In the entries below, find every line holding the string "that" and collect it.

(Beginning of Data)

//! Filtered car search over the `cars -> models -> brands` join.

use carfinder_types::Car;
use rusqlite::{params_from_iter, Connection};

use crate::catalog::query_all;
use crate::error::CatalogError;
use crate::query::{Comparison, FilterQuery};

const BASE_QUERY: &str = "SELECT c.id, b.name AS brand_name, m.name AS model_name, c.year, c.price
     FROM cars c
     JOIN models m ON c.model_id = m.id
     JOIN brands b ON m.brand_id = b.id";

/// Optional search filters, one per dimension.
///
/// Values are opaque strings. `None` and `Some("")` both mean "do not
/// filter on this dimension".
#[derive(Debug, Clone, Default, PartialEq, Eq)]
pub struct CarFilter {
    /// Brand id.
    pub brand: Option<String>,
    /// Model id.
    pub model: Option<String>,
    /// Exact model year.
    pub year: Option<String>,
    /// Inclusive upper bound on price.
    pub max_price: Option<String>,
}

impl CarFilter {
    /// Builds a filter from decoded query-string pairs.
    ///
    /// Recognised keys are `brand`, `model`, `year` and `price`. When a key
    /// repeats, the first value wins; unknown keys are ignored.
    pub fn from_pairs<I, K, V>(pairs: I) -> Self
    where
        I: IntoIterator<Item = (K, V)>,
        K: AsRef<str>,
        V: Into<String>,
    {
        let mut filter = Self::default();
        for (key, value) in pairs {
            let slot = match key.as_ref() {
                "brand" => &mut filter.brand,
                "model" => &mut filter.model,
                "year" => &mut filter.year,
                "price" => &mut filter.max_price,
                _ => continue,
            };
            if slot.is_none() {
                *slot = Some(value.into());
            }
        }
        filter
    }

    /// Builds the search query for this filter.
    pub fn to_query(&self) -> FilterQuery {
        let mut query = FilterQuery::new(BASE_QUERY);
        query
            .and_present("b.id", Comparison::Eq, self.brand.as_deref())
            .and_present("m.id", Comparison::Eq, self.model.as_deref())
            .and_present("c.year", Comparison::Eq, self.year.as_deref())
            .and_present("c.price", Comparison::AtMost, self.max_price.as_deref())
            .order_by("c.id");
        query
    }
}

/// Returns every car matching all present filters, ordered by car id.
///
/// With no filters present this is the full join. Cars whose model or
/// brand row is missing never appear.
///
/// # Errors
///
/// A filter value that is not an integer fails binding and is reported as
/// [`CatalogError::Query`]. See [`CatalogError`] for the other classes.
pub fn search_cars(conn: &Connection, filter: &CarFilter) -> Result<Vec<Car>, CatalogError> {
    tracing::info!(
        brand = filter.brand.as_deref().unwrap_or(""),
        model = filter.model.as_deref().unwrap_or(""),
        year = filter.year.as_deref().unwrap_or(""),
        price = filter.max_price.as_deref().unwrap_or(""),
        "searching cars"
    );

    let (sql, values) = filter.to_query().render();
    let cars = query_all(conn, &sql, params_from_iter(values.iter()), "car", |row| {
        Ok(Car {
            id: row.get(0)?,
            brand_name: row.get(1)?,
            model_name: row.get(2)?,
            year: row.get(3)?,
            price: row.get(4)?,
        })
    })?;

    tracing::debug!(count = cars.len(), "found cars");
    Ok(cars)
}
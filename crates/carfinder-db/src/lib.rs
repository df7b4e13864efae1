//! Database access layer for the car catalog.
//!
//! Provides the read-only SQLite connection pool (via `r2d2`) and the
//! deadline runner that every request goes through to reach the database.
//!
//! # Design decisions
//!
//! - **Read-only connections**: the service never writes. Connections are
//!   opened with `SQLITE_OPEN_READ_ONLY`, so an accidental write fails at
//!   the storage layer.
//! - **Lazy pool**: no connection is opened at startup. An unreachable
//!   database surfaces as a per-request connection error.
//! - **Deadlines**: SQLite calls are blocking, so they run on the blocking
//!   thread pool. A request deadline interrupts the in-flight statement
//!   instead of leaving it running after the caller has given up.

mod pool;
mod runner;

pub use pool::{create_pool, DbPool, DbRuntimeSettings, PoolError};
pub use runner::{run_with_deadline, DbError};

(End of Data)

:: Written solution ::
/// A filter value that is not an integer fails binding and is reported as
//! deadline runner that every request goes through to reach the database.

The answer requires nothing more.